Extracted data:
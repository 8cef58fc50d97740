use serde::{Deserialize, Serialize};
use std::future::Future;
use std::pin::Pin;
use std::sync::atomic::{AtomicUsize, Ordering};
use std::sync::{Arc, Mutex};

/// A single message in a conversation.
#[derive(Debug, Clone, Serialize, Deserialize)]
pub struct ChatMessage {
    pub role: Role,
    pub content: String,
}

impl ChatMessage {
    pub fn system(content: impl Into<String>) -> Self {
        Self { role: Role::System, content: content.into() }
    }

    pub fn user(content: impl Into<String>) -> Self {
        Self { role: Role::User, content: content.into() }
    }
}

#[derive(Debug, Clone, Copy, PartialEq, Eq, Serialize, Deserialize)]
pub enum Role {
    System,
    User,
    Assistant,
}

impl Role {
    pub fn as_str(self) -> &'static str {
        match self {
            Role::System => "system",
            Role::User => "user",
            Role::Assistant => "assistant",
        }
    }
}

/// LLM completion request.
#[derive(Debug, Clone)]
pub struct CompletionRequest {
    pub messages: Vec<ChatMessage>,
    pub max_tokens: u32,
    pub temperature: f32,
}

impl CompletionRequest {
    /// Flatten the conversation into a single prompt for completion-style
    /// endpoints that take no message list.
    pub fn flattened_prompt(&self) -> String {
        self.messages
            .iter()
            .map(|m| m.content.as_str())
            .filter(|c| !c.is_empty())
            .collect::<Vec<_>>()
            .join("\n\n")
    }
}

/// LLM completion response.
#[derive(Debug, Clone)]
pub struct CompletionResponse {
    pub content: String,
    pub input_tokens: u32,
    pub output_tokens: u32,
}

/// Error type for LLM operations.
#[derive(Debug, thiserror::Error)]
pub enum LlmError {
    #[error("provider unavailable: {0}")]
    Unavailable(String),
    /// The endpoint could not be reached at all (refused, DNS, TLS).
    #[error("connection failed: {0}")]
    Connection(String),
    #[error("rate limited")]
    RateLimited,
    #[error("request failed: {0}")]
    RequestFailed(String),
    #[error("malformed response: {0}")]
    MalformedResponse(String),
}

impl LlmError {
    /// Classify a transport error from reqwest.
    pub fn from_transport(e: reqwest::Error) -> Self {
        let connect = e.is_connect();
        tracing::warn!(url = ?e.url().map(|u| u.as_str()), connect, timeout = e.is_timeout(), error = %e, "LLM request failed");
        if connect {
            LlmError::Connection(e.to_string())
        } else {
            LlmError::RequestFailed(e.to_string())
        }
    }
}

/// Trait for LLM backends (local inference server, OpenAI-compatible APIs).
pub trait LlmProvider: Send + Sync {
    fn name(&self) -> &str;

    fn complete(
        &self,
        request: CompletionRequest,
    ) -> Pin<Box<dyn Future<Output = Result<CompletionResponse, LlmError>> + Send + '_>>;
}

/// What a [`MockProvider`] does when called.
#[derive(Debug, Clone)]
pub enum MockBehavior {
    Reply(String),
    Unavailable(String),
    Connection(String),
    /// Never resolves; used to exercise caller-side timeouts.
    Hang,
}

/// Mock provider for testing. Records every request it receives.
#[derive(Debug, Clone)]
pub struct MockProvider {
    behavior: MockBehavior,
    calls: Arc<AtomicUsize>,
    last_request: Arc<Mutex<Option<CompletionRequest>>>,
}

impl MockProvider {
    pub fn new(response: impl Into<String>) -> Self {
        Self::with_behavior(MockBehavior::Reply(response.into()))
    }

    pub fn with_behavior(behavior: MockBehavior) -> Self {
        Self {
            behavior,
            calls: Arc::new(AtomicUsize::new(0)),
            last_request: Arc::new(Mutex::new(None)),
        }
    }

    /// Number of `complete` calls so far (shared across clones).
    pub fn calls(&self) -> usize {
        self.calls.load(Ordering::SeqCst)
    }

    pub fn last_request(&self) -> Option<CompletionRequest> {
        self.last_request.lock().ok().and_then(|g| g.clone())
    }
}

impl LlmProvider for MockProvider {
    fn name(&self) -> &str {
        "mock"
    }

    fn complete(
        &self,
        request: CompletionRequest,
    ) -> Pin<Box<dyn Future<Output = Result<CompletionResponse, LlmError>> + Send + '_>> {
        self.calls.fetch_add(1, Ordering::SeqCst);
        if let Ok(mut slot) = self.last_request.lock() {
            *slot = Some(request);
        }
        let behavior = self.behavior.clone();
        Box::pin(async move {
            match behavior {
                MockBehavior::Reply(content) => Ok(CompletionResponse {
                    content,
                    input_tokens: 10,
                    output_tokens: 20,
                }),
                MockBehavior::Unavailable(msg) => Err(LlmError::Unavailable(msg)),
                MockBehavior::Connection(msg) => Err(LlmError::Connection(msg)),
                MockBehavior::Hang => std::future::pending().await,
            }
        })
    }
}
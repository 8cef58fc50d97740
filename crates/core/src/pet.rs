use std::time::{Duration, Instant};

use rand::Rng;
use rand::rngs::StdRng;

use crate::assets::PetAssets;
use crate::config::Tuning;
use crate::mood::Mood;
use crate::speech::SpeechDispatcher;
use crate::telemetry::TelemetrySnapshot;
use crate::ui::Area;

/// Movement, animation and idle chatter knobs taken from [`Tuning`].
#[derive(Debug, Clone, Copy, PartialEq)]
pub struct PetTuning {
    pub speed_x: f32,
    pub speed_y: f32,
    pub animation_divisor: u32,
    pub idle_roll_sides: u32,
    pub idle_cooldown: Duration,
}

impl From<&Tuning> for PetTuning {
    fn from(t: &Tuning) -> Self {
        Self {
            speed_x: t.speed_x,
            speed_y: t.speed_y,
            animation_divisor: t.animation_divisor.max(1),
            idle_roll_sides: t.idle_roll_sides.max(1),
            idle_cooldown: Duration::from_secs(t.idle_cooldown_secs),
        }
    }
}

/// The on-screen creature. Lives on the frame loop; all speech goes through
/// its dispatcher handle.
pub struct Pet {
    assets: PetAssets,
    speech: SpeechDispatcher,
    tuning: PetTuning,
    x: f32,
    y: f32,
    vx: f32,
    vy: f32,
    bounds: (u16, u16),
    frame: usize,
    ticks: u64,
    mood: Option<Mood>,
    transitions: u64,
    rng: StdRng,
    last_spoke: Instant,
}

impl Pet {
    /// Place the pet in the middle of `bounds`, heading in a random diagonal.
    pub fn new(assets: PetAssets, speech: &SpeechDispatcher, tuning: PetTuning, bounds: (u16, u16), mut rng: StdRng) -> Self {
        let speech = speech.with_script(assets.script.clone());
        let (w, h) = assets.sprite.size();
        let sign = |rng: &mut StdRng| if rng.gen_bool(0.5) { 1.0 } else { -1.0 };
        let mut pet = Self {
            x: bounds.0.saturating_sub(w) as f32 / 2.0,
            y: bounds.1.saturating_sub(h) as f32 / 2.0,
            vx: tuning.speed_x * sign(&mut rng),
            vy: tuning.speed_y * sign(&mut rng),
            assets,
            speech,
            tuning,
            bounds,
            frame: 0,
            ticks: 0,
            mood: None,
            transitions: 0,
            rng,
            last_spoke: Instant::now(),
        };
        pet.clamp_into_bounds();
        pet
    }

    pub fn name(&self) -> &str {
        &self.assets.script.name
    }

    pub fn assets(&self) -> &PetAssets {
        &self.assets
    }

    pub fn speech(&self) -> &SpeechDispatcher {
        &self.speech
    }

    pub fn mood(&self) -> Mood {
        self.mood.clone().unwrap_or_default()
    }

    pub fn tint(&self) -> (u8, u8, u8) {
        self.mood().tint()
    }

    /// Number of mood changes so far.
    pub fn transitions(&self) -> u64 {
        self.transitions
    }

    pub fn frame_index(&self) -> usize {
        self.frame
    }

    pub fn velocity(&self) -> (f32, f32) {
        (self.vx, self.vy)
    }

    /// Cell rectangle currently covered by the sprite.
    pub fn area(&self) -> Area {
        let (w, h) = self.assets.sprite.size();
        Area::new(self.x.round() as u16, self.y.round() as u16, w, h)
    }

    /// Rows of the current animation frame.
    pub fn frame_rows(&self) -> &[String] {
        self.assets.sprite.frame(self.frame)
    }

    /// Resize the movement area and pull the pet back inside it.
    pub fn set_bounds(&mut self, width: u16, height: u16) {
        self.bounds = (width, height);
        self.clamp_into_bounds();
    }

    /// Switch mood. Same mood again is a no-op; a change updates the tint and,
    /// unless the pet is already talking or thinking, queues the mood's sound
    /// effect and its scripted reaction.
    pub fn set_mood(&mut self, mood: Mood, stats: &TelemetrySnapshot) -> bool {
        if self.mood.as_ref() == Some(&mood) {
            return false;
        }
        tracing::info!(pet = %self.name(), from = ?self.mood.as_ref().map(Mood::name), to = %mood, "mood changed");
        if self.speech.is_busy() {
            tracing::debug!(pet = %self.name(), mood = %mood, "still speaking, reaction skipped");
        } else {
            if let Some(clip) = self.assets.sound_for(&mood) {
                self.speech.play_effect(clip.to_path_buf());
            }
            if self.speech.say_for_mood(&mood, Some(*stats)).is_some() {
                self.last_spoke = Instant::now();
            }
        }
        self.mood = Some(mood);
        self.transitions += 1;
        true
    }

    /// One frame: move, animate, maybe chatter.
    pub fn tick(&mut self, now: Instant) {
        self.step_motion();

        self.ticks += 1;
        if self.ticks % u64::from(self.tuning.animation_divisor) == 0 {
            self.frame = (self.frame + 1) % self.assets.sprite.frame_count();
        }

        self.maybe_idle_chatter(now);
    }

    fn maybe_idle_chatter(&mut self, now: Instant) {
        if self.speech.is_busy() || now.saturating_duration_since(self.last_spoke) < self.tuning.idle_cooldown {
            return;
        }
        if !self.rng.gen_ratio(1, self.tuning.idle_roll_sides) {
            return;
        }
        let mood = self.mood();
        if self.speech.say_random_idle(&mut self.rng, &mood).is_some() {
            self.last_spoke = now;
        }
    }

    fn step_motion(&mut self) {
        self.x += self.vx;
        self.y += self.vy;
        let (max_x, max_y) = self.max_position();

        if self.x <= 0.0 {
            self.x = 0.0;
            self.vx = self.vx.abs();
        } else if self.x >= max_x {
            self.x = max_x;
            self.vx = -self.vx.abs();
        }
        if self.y <= 0.0 {
            self.y = 0.0;
            self.vy = self.vy.abs();
        } else if self.y >= max_y {
            self.y = max_y;
            self.vy = -self.vy.abs();
        }
    }

    fn max_position(&self) -> (f32, f32) {
        let (w, h) = self.assets.sprite.size();
        (
            self.bounds.0.saturating_sub(w) as f32,
            self.bounds.1.saturating_sub(h) as f32,
        )
    }

    fn clamp_into_bounds(&mut self) {
        let (max_x, max_y) = self.max_position();
        self.x = self.x.clamp(0.0, max_x);
        self.y = self.y.clamp(0.0, max_y);
    }
}
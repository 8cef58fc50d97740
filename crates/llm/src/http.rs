//! Remote chat-completion backend.
//!
//! Speaks the OpenAI `/chat/completions` wire format, which also covers
//! compatible hosted services behind a custom base URL.

use crate::provider::{CompletionRequest, CompletionResponse, LlmError, LlmProvider};
use serde::{Deserialize, Serialize};
use std::future::Future;
use std::pin::Pin;
use std::time::Duration;

pub const DEFAULT_BASE_URL: &str = "https://api.openai.com/v1";
pub const DEFAULT_MODEL: &str = "gpt-3.5-turbo";

const CONNECT_TIMEOUT_SECS: u64 = 5;

#[derive(Serialize)]
struct OaiRequest<'a> {
    model: &'a str,
    messages: Vec<OaiMessage<'a>>,
    max_tokens: u32,
    temperature: f32,
}

#[derive(Serialize)]
struct OaiMessage<'a> {
    role: &'static str,
    content: &'a str,
}

#[derive(Deserialize)]
struct OaiResponse {
    choices: Vec<OaiChoice>,
    usage: Option<OaiUsage>,
}

#[derive(Deserialize)]
struct OaiChoice {
    message: OaiChoiceMessage,
}

#[derive(Deserialize)]
struct OaiChoiceMessage {
    #[serde(default)]
    content: Option<String>,
}

#[derive(Deserialize)]
struct OaiUsage {
    prompt_tokens: u32,
    completion_tokens: u32,
}

/// OpenAI-compatible chat completion provider.
pub struct HttpProvider {
    model: String,
    client: reqwest::Client,
    base_url: String,
    api_key: String,
}

impl HttpProvider {
    /// Build from model name + API key + optional base URL override.
    pub fn new(model: String, api_key: String, base_url: Option<String>) -> Self {
        let base = base_url.unwrap_or_else(|| DEFAULT_BASE_URL.to_owned());
        let client = reqwest::Client::builder()
            .connect_timeout(Duration::from_secs(CONNECT_TIMEOUT_SECS))
            .build()
            .unwrap_or_default();
        Self {
            model,
            client,
            base_url: base.trim_end_matches('/').to_owned(),
            api_key,
        }
    }

    pub fn model(&self) -> &str {
        &self.model
    }

    fn endpoint(&self) -> String {
        format!("{}/chat/completions", self.base_url)
    }

    async fn complete_chat(&self, request: CompletionRequest) -> Result<CompletionResponse, LlmError> {
        let body = OaiRequest {
            model: &self.model,
            messages: request
                .messages
                .iter()
                .map(|m| OaiMessage { role: m.role.as_str(), content: &m.content })
                .collect(),
            max_tokens: request.max_tokens,
            temperature: request.temperature,
        };

        let resp = self
            .client
            .post(self.endpoint())
            .bearer_auth(&self.api_key)
            .json(&body)
            .send()
            .await
            .map_err(LlmError::from_transport)?;

        if !resp.status().is_success() {
            let status = resp.status();
            let text = resp.text().await.unwrap_or_default();
            return Err(check_error(status, text));
        }

        let api: OaiResponse = resp
            .json()
            .await
            .map_err(|e| LlmError::MalformedResponse(e.to_string()))?;

        let content = api
            .choices
            .into_iter()
            .next()
            .and_then(|c| c.message.content)
            .ok_or_else(|| LlmError::MalformedResponse("no choices in response".into()))?;
        let (input_tokens, output_tokens) = api
            .usage
            .map(|u| (u.prompt_tokens, u.completion_tokens))
            .unwrap_or((0, 0));

        Ok(CompletionResponse { content, input_tokens, output_tokens })
    }
}

/// Map a non-success status to an error, returning RateLimited for 429.
pub(crate) fn check_error(status: reqwest::StatusCode, body: String) -> LlmError {
    tracing::warn!(status = status.as_u16(), body = %body, "LLM provider returned an error");
    match status.as_u16() {
        429 => LlmError::RateLimited,
        401 | 403 => LlmError::Unavailable(format!("{status}: {body}")),
        _ => LlmError::RequestFailed(format!("{status}: {body}")),
    }
}

impl LlmProvider for HttpProvider {
    fn name(&self) -> &str {
        "openai"
    }

    fn complete(
        &self,
        request: CompletionRequest,
    ) -> Pin<Box<dyn Future<Output = Result<CompletionResponse, LlmError>> + Send + '_>> {
        Box::pin(self.complete_chat(request))
    }
}

/// Read the API key from `DESKPET_LLM_API_KEY`, falling back to `OPENAI_API_KEY`.
pub fn api_key_from_env() -> Option<String> {
    std::env::var("DESKPET_LLM_API_KEY")
        .or_else(|_| std::env::var("OPENAI_API_KEY"))
        .ok()
        .filter(|k| !k.trim().is_empty())
}

/// Build a remote provider; `None` when no API key is available.
pub fn from_env(model: Option<String>, base_url: Option<String>) -> Option<HttpProvider> {
    let api_key = api_key_from_env()?;
    let model = model.unwrap_or_else(|| DEFAULT_MODEL.to_owned());
    Some(HttpProvider::new(model, api_key, base_url))
}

Problem details:
Go to the line in the material above that contains "pub struct PetTuning" and copy exactly from there through the line that contains "a random diagonal.", stopping after it.

Result for this exercise:
pub struct PetTuning {
    pub speed_x: f32,
    pub speed_y: f32,
    pub animation_divisor: u32,
    pub idle_roll_sides: u32,
    pub idle_cooldown: Duration,
}

impl From<&Tuning> for PetTuning {
    fn from(t: &Tuning) -> Self {
        Self {
            speed_x: t.speed_x,
            speed_y: t.speed_y,
            animation_divisor: t.animation_divisor.max(1),
            idle_roll_sides: t.idle_roll_sides.max(1),
            idle_cooldown: Duration::from_secs(t.idle_cooldown_secs),
        }
    }
}

/// The on-screen creature. Lives on the frame loop; all speech goes through
/// its dispatcher handle.
pub struct Pet {
    assets: PetAssets,
    speech: SpeechDispatcher,
    tuning: PetTuning,
    x: f32,
    y: f32,
    vx: f32,
    vy: f32,
    bounds: (u16, u16),
    frame: usize,
    ticks: u64,
    mood: Option<Mood>,
    transitions: u64,
    rng: StdRng,
    last_spoke: Instant,
}

impl Pet {
    /// Place the pet in the middle of `bounds`, heading in a random diagonal.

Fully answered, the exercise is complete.